## RECORDS:
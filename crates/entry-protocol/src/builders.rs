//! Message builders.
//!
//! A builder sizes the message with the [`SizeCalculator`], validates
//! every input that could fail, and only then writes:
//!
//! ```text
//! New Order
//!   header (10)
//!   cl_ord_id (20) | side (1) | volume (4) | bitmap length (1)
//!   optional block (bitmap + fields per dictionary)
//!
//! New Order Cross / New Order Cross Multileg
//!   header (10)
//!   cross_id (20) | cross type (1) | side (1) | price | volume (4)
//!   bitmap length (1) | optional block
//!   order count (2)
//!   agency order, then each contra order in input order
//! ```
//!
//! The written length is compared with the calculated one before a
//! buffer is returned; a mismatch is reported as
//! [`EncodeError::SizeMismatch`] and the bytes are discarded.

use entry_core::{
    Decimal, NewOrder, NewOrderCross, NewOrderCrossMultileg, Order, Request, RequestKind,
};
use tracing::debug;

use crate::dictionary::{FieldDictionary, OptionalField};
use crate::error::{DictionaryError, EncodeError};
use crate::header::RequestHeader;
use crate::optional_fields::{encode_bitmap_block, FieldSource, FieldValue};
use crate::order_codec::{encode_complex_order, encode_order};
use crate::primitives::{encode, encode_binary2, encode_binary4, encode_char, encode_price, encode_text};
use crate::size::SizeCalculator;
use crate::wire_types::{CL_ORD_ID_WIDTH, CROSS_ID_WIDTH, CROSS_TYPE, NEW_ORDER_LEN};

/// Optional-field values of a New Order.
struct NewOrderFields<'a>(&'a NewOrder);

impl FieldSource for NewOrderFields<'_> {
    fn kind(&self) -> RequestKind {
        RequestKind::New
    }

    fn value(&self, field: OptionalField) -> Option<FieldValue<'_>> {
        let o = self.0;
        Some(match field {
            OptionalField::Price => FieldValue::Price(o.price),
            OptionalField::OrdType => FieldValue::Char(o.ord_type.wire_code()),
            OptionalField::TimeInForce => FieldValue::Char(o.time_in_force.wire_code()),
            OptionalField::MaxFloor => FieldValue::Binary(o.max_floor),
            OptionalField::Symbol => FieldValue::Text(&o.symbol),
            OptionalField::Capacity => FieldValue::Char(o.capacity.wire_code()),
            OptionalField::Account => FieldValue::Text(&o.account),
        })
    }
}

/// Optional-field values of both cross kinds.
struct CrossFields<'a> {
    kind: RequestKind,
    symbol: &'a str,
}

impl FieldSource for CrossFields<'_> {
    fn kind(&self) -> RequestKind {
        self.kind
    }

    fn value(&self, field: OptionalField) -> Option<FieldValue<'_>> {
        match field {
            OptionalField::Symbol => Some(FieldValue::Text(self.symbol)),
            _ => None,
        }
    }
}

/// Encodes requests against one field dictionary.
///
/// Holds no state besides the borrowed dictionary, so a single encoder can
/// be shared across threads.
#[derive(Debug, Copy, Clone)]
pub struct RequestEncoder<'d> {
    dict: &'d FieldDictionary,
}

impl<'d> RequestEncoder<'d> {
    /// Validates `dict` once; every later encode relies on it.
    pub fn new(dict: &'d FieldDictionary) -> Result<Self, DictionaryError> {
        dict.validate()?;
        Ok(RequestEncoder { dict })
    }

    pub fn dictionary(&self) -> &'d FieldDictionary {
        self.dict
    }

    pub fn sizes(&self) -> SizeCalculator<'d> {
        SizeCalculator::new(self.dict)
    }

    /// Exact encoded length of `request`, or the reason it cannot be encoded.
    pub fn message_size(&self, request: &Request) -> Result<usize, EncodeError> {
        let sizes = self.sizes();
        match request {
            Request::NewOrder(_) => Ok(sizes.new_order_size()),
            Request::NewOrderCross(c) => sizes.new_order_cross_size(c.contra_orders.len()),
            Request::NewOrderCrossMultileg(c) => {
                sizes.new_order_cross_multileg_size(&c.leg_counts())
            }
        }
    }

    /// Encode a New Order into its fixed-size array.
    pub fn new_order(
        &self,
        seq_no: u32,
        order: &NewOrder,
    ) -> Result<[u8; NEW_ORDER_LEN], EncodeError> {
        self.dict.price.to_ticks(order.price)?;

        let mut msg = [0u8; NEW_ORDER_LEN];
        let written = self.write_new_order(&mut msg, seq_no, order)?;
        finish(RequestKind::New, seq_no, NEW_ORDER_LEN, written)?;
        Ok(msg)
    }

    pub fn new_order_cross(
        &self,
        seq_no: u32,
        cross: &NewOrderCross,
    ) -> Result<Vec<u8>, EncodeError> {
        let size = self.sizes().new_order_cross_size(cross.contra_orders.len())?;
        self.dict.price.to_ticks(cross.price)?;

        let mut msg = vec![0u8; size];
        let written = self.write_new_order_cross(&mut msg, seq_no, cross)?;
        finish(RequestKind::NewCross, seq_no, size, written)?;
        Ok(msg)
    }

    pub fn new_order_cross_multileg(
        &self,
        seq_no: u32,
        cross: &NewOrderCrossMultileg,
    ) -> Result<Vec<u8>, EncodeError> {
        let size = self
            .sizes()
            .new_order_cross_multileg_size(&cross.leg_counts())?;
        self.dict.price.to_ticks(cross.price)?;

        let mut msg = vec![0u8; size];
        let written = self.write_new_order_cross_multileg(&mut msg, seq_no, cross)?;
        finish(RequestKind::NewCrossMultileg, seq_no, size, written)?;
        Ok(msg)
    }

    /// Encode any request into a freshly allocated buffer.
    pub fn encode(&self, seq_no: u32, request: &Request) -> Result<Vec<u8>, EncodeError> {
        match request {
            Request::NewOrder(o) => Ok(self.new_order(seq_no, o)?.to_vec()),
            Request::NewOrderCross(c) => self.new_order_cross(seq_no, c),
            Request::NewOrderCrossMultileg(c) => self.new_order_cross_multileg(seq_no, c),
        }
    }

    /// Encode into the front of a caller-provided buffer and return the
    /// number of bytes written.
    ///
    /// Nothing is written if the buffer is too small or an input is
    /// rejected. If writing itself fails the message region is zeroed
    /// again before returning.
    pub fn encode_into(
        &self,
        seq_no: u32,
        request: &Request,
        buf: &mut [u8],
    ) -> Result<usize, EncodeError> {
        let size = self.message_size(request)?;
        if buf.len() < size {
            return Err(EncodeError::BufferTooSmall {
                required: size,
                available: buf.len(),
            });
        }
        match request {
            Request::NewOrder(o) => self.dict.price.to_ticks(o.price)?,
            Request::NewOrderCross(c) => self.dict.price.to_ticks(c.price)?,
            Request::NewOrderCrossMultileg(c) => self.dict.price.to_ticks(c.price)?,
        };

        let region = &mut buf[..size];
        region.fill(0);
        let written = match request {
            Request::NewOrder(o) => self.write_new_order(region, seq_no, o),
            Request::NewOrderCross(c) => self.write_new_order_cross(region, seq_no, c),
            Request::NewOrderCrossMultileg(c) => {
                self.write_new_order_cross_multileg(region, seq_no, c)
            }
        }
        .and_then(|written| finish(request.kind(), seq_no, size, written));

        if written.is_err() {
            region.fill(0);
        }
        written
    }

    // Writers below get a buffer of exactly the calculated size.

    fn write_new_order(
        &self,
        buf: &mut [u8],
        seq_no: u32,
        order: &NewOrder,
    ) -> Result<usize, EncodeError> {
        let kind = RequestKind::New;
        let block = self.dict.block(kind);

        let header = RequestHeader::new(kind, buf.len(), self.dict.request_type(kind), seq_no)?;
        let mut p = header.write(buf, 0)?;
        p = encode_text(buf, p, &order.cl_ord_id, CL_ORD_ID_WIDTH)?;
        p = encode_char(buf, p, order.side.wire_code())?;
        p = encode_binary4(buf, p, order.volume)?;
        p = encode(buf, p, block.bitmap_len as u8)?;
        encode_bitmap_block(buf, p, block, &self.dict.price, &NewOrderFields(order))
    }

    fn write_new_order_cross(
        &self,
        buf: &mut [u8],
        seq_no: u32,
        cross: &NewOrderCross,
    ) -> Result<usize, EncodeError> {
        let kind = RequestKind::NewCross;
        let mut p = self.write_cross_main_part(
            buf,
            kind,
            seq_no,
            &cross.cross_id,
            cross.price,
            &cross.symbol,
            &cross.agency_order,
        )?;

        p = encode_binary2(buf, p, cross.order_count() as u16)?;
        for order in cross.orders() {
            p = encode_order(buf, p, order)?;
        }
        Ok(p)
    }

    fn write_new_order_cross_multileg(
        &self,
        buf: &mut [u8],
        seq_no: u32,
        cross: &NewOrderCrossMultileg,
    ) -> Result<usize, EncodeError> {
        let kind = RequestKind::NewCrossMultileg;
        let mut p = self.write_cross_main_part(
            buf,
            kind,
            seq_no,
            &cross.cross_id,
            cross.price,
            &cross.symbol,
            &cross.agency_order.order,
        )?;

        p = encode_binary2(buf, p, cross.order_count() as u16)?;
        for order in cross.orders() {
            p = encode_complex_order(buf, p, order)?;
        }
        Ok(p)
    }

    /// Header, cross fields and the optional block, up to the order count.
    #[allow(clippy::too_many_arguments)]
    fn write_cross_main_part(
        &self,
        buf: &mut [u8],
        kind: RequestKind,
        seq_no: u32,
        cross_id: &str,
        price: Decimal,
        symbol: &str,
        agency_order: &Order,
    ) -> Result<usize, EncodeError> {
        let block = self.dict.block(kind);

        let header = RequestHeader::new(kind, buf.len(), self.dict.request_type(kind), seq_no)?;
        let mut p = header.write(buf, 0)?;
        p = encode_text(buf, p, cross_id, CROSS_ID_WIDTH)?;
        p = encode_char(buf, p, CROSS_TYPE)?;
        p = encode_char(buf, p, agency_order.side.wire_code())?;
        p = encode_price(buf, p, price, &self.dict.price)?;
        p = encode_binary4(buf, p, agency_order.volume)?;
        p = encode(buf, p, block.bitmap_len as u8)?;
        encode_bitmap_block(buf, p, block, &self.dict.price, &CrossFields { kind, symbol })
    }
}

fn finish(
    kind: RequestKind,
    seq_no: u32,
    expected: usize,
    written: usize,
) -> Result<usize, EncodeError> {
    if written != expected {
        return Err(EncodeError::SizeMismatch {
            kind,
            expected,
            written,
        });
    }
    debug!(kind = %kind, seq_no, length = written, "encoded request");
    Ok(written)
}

## WORK TO COMPLETE:
Please copy only the lines between the first line of the entries and the line with "a New Order.", keeping those two end lines as well, exactly as written.

## SOLUTION TO THIS EXERCISE:
filename crates/entry-protocol/src/builders.rs
//! Message builders.
//!
//! A builder sizes the message with the [`SizeCalculator`], validates
//! every input that could fail, and only then writes:
//!
//! ```text
//! New Order
//!   header (10)
//!   cl_ord_id (20) | side (1) | volume (4) | bitmap length (1)
//!   optional block (bitmap + fields per dictionary)
//!
//! New Order Cross / New Order Cross Multileg
//!   header (10)
//!   cross_id (20) | cross type (1) | side (1) | price | volume (4)
//!   bitmap length (1) | optional block
//!   order count (2)
//!   agency order, then each contra order in input order
//! ```
//!
//! The written length is compared with the calculated one before a
//! buffer is returned; a mismatch is reported as
//! [`EncodeError::SizeMismatch`] and the bytes are discarded.

use entry_core::{
    Decimal, NewOrder, NewOrderCross, NewOrderCrossMultileg, Order, Request, RequestKind,
};
use tracing::debug;

use crate::dictionary::{FieldDictionary, OptionalField};
use crate::error::{DictionaryError, EncodeError};
use crate::header::RequestHeader;
use crate::optional_fields::{encode_bitmap_block, FieldSource, FieldValue};
use crate::order_codec::{encode_complex_order, encode_order};
use crate::primitives::{encode, encode_binary2, encode_binary4, encode_char, encode_price, encode_text};
use crate::size::SizeCalculator;
use crate::wire_types::{CL_ORD_ID_WIDTH, CROSS_ID_WIDTH, CROSS_TYPE, NEW_ORDER_LEN};

/// Optional-field values of a New Order.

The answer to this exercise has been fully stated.